Big Pharma won. The world's poor lost.

Under the Geneva deal, manufacturers of generics would be allowed for the first time to export their products to countries which don't have an internal drug industry. This has been at the heart of the matter, particularly since countries like India and Brazil have begun manufacturing generic equivalents of U.S.-patented anti-AIDS drugs.

But the agreement's fatal flaw, according to the NGOs on the front lines of health care in the South, is the export process itself. It involves having the manufacturing country issue a license overriding foreign patents -- a process that might be too cumbersome for the manufacturers, and that leaves exporting countries susceptible to pressure to not grant the licenses.

Countries wealthy enough to make their own generic drugs are currently allowed, under WTO rules, to override foreign patents within their own borders during a health emergency. The U.S. itself came close to taking this step during the 2001 anthrax murders. It's only the poorest countries, the ones without the capacity to make such drugs, that are left helpless by the exorbitant prices of patented drugs. The same countries are the ones with the worst public health infrastructure for dealing with nightmare scenarios like AIDS -- and the least political or economic leverage for being able to expedite a licensing process that is under the control of the exporting government.

"It poses so many hurdles and hoops to jump through that we are really worried it may not work at all," t'Hoen was quoted as saying in the Guardian. "We need more industrial activity and greater competition in the market. That is the mechanism which is being killed."

But here in America -- one of the countries whose export licensing process might just conceivably be influenced by lobbying from the likes of Pfizer -- everything's pretty much rosy, and the world appreciates Bush anew. Here's the New York Times again: "After weeks of intensive negotiations, the United States won assurances that countries would not take advantage of the arrangement to increase exports of generic drugs to nations that are not poor and do not have a medical emergency."

Heaven forbid cheap drugs be made available more widely. But we did learn, from the Times, that U.S. pharmaceutical companies are satisfied with the agreement -- which in itself suggests that there's a catch, since such companies have a long history of basing their pricing on what the market will bear. Thus, economies of scale notwithstanding, their prices tend to go up, not down, in a medical emergency. If they're happy, something's wrong.
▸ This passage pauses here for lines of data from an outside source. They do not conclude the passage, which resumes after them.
//! HTTP transport for registry requests.
//!
//! [`Transport`] is the seam between [`RegistryClient`](crate::RegistryClient)
//! and the network. [`HttpTransport`] is the `reqwest` implementation. Tests
//! plug in their own transport to count or script requests.

use std::fmt;

use async_trait::async_trait;
use reqwest::header::HeaderMap;
use reqwest::{Method, StatusCode};
use serde::Deserialize;
use url::Url;

use crate::config::RegistryConfig;
use crate::error::{RegistryError, Result};

/// Content type of every registry request.
pub const CONTENT_TYPE: &str = "application/vnd.schemaregistry.v1+json";

/// Message used when an error body cannot be parsed and the status has no
/// canonical reason.
const UNRECOGNIZED_ERROR: &str = "Unrecognized error found";

/// A single registry request.
#[derive(Debug, Clone)]
pub struct RegistryRequest {
    /// HTTP method.
    pub method: Method,
    /// Path segments below the base URL, unencoded.
    pub segments: Vec<String>,
    /// Request headers (auth and content type).
    pub headers: HeaderMap,
    /// JSON body, if any.
    pub body: Option<Vec<u8>>,
}

impl RegistryRequest {
    /// Creates a request for the given path segments.
    #[must_use]
    pub fn new<I, S>(method: Method, segments: I) -> Self
    where
        I: IntoIterator<Item = S>,
        S: Into<String>,
    {
        Self {
            method,
            segments: segments.into_iter().map(Into::into).collect(),
            headers: HeaderMap::new(),
            body: None,
        }
    }

    /// Attaches headers.
    #[must_use]
    pub fn with_headers(mut self, headers: HeaderMap) -> Self {
        self.headers = headers;
        self
    }

    /// Attaches a JSON body.
    #[must_use]
    pub fn with_body(mut self, body: Vec<u8>) -> Self {
        self.body = Some(body);
        self
    }

    /// Returns the unencoded request path, e.g. `/schemas/ids/1`.
    #[must_use]
    pub fn path(&self) -> String {
        self.segments.iter().fold(String::new(), |mut path, segment| {
            path.push('/');
            path.push_str(segment);
            path
        })
    }
}

impl fmt::Display for RegistryRequest {
    fn fmt(&self, f: &mut fmt::Formatter<'_>) -> fmt::Result {
        write!(f, "{} {}", self.method, self.path())
    }
}

/// A raw registry response.
#[derive(Debug, Clone)]
pub struct RegistryResponse {
    /// HTTP status.
    pub status: StatusCode,
    /// Response body.
    pub body: Vec<u8>,
}

/// Error body returned by the registry.
#[derive(Debug, Deserialize)]
struct ErrorBody {
    error_code: i32,
    message: String,
}

impl RegistryResponse {
    /// Creates a response.
    #[must_use]
    pub fn new(status: StatusCode, body: impl Into<Vec<u8>>) -> Self {
        Self {
            status,
            body: body.into(),
        }
    }

    /// Returns the body of a 2xx response, or translates any other status into
    /// [`RegistryError::Registry`].
    ///
    /// The registry's `{"error_code": .., "message": ..}` body is used when it
    /// parses. Otherwise the error carries the HTTP status as its code and the
    /// status text as its message.
    ///
    /// # Errors
    ///
    /// Returns [`RegistryError::Registry`] for any non-2xx status.
    pub fn into_body(self) -> Result<Vec<u8>> {
        if self.status.is_success() {
            return Ok(self.body);
        }

        let status = self.status.as_u16();
        match serde_json::from_slice::<ErrorBody>(&self.body) {
            Ok(body) => Err(RegistryError::Registry {
                status,
                code: body.error_code,
                message: body.message,
            }),
            Err(e) => {
                tracing::warn!(status, error = %e, "Unparseable registry error body, using HTTP status");
                Err(RegistryError::Registry {
                    status,
                    code: i32::from(status),
                    message: self
                        .status
                        .canonical_reason()
                        .unwrap_or(UNRECOGNIZED_ERROR)
                        .to_string(),
                })
            }
        }
    }
}

/// Sends registry requests.
///
/// Implementations report unreachable registries as
/// [`RegistryError::Transport`] and return every HTTP response, successful or
/// not, as a [`RegistryResponse`].
#[async_trait]
pub trait Transport: Send + Sync + fmt::Debug {
    /// Sends one request and returns the raw response.
    async fn send(&self, request: RegistryRequest) -> Result<RegistryResponse>;
}

/// `reqwest`-backed transport.
#[derive(Debug, Clone)]
pub struct HttpTransport {
    base_url: Url,
    http: reqwest::Client,
}

impl HttpTransport {
    /// Creates a transport for the configured registry.
    ///
    /// # Errors
    ///
    /// Returns [`RegistryError::InvalidUrl`] if the URL does not parse or
    /// cannot carry a path, or [`RegistryError::Transport`] if the HTTP client
    /// cannot be built.
    pub fn new(config: &RegistryConfig) -> Result<Self> {
        let base_url = Url::parse(&config.url).map_err(|_| RegistryError::InvalidUrl {
            url: config.url.clone(),
        })?;
        if base_url.cannot_be_a_base() {
            return Err(RegistryError::InvalidUrl {
                url: config.url.clone(),
            });
        }

        let http = reqwest::Client::builder()
            .timeout(config.timeout)
            .user_agent(&config.user_agent)
            .build()
            .map_err(|e| RegistryError::Transport {
                url: config.url.clone(),
                message: e.to_string(),
                timed_out: false,
                source: Some(e),
            })?;

        Ok(Self { base_url, http })
    }

    /// Returns the registry base URL.
    #[must_use]
    pub const fn base_url(&self) -> &Url {
        &self.base_url
    }

    /// Builds the full URL for a request, percent-encoding each segment.
    fn url_for(&self, request: &RegistryRequest) -> Result<Url> {
        let mut url = self.base_url.clone();
        url.path_segments_mut()
            .map_err(|()| RegistryError::InvalidUrl {
                url: self.base_url.to_string(),
            })?
            .pop_if_empty()
            .extend(&request.segments);
        Ok(url)
    }
}

#[async_trait]
impl Transport for HttpTransport {
    async fn send(&self, request: RegistryRequest) -> Result<RegistryResponse> {
        let url = self.url_for(&request)?;

        let mut builder = self
            .http
            .request(request.method, url)
            .headers(request.headers);
        if let Some(body) = request.body {
            builder = builder.body(body);
        }

        let response = builder.send().await?;
        let status = response.status();
        let body = response.bytes().await?;

        Ok(RegistryResponse::new(status, body.to_vec()))
    }
}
The catch, of course, is in the very process of trade negotiation -- a point which was made emphatically both inside and outside those now-notorious meetings in Seattle. Here we have an issue upon which the global public health of hundreds of millions, even billions of people may rest -- and it is being decided not by the World Health Organization or some similar international public health agency, but by an institution, the WTO, devoted to protecting commercial interests, in this case the sanctity of intellectual property.

It's like having the IRS decide tax law. Commercial interests will win, because by definition they have greater priority to the WTO.

The very process itself is thus designed, in the case of generic drugs, to consign millions of poor people to unnecessary death. There isn't a lucrative enough market for keeping them alive. That's the principle that for the last nine months, the Bush Administration has gone to the mat to fight for.
Chances are pretty good they've won. This week's agreement will surely help in some instances, but it's far too little and quite a bit too late. Until global health decisions are made on the basis of keeping the afflicted alive, not on the basis of keeping Pfizer's stockholders happy, people will keep right on dying needlessly.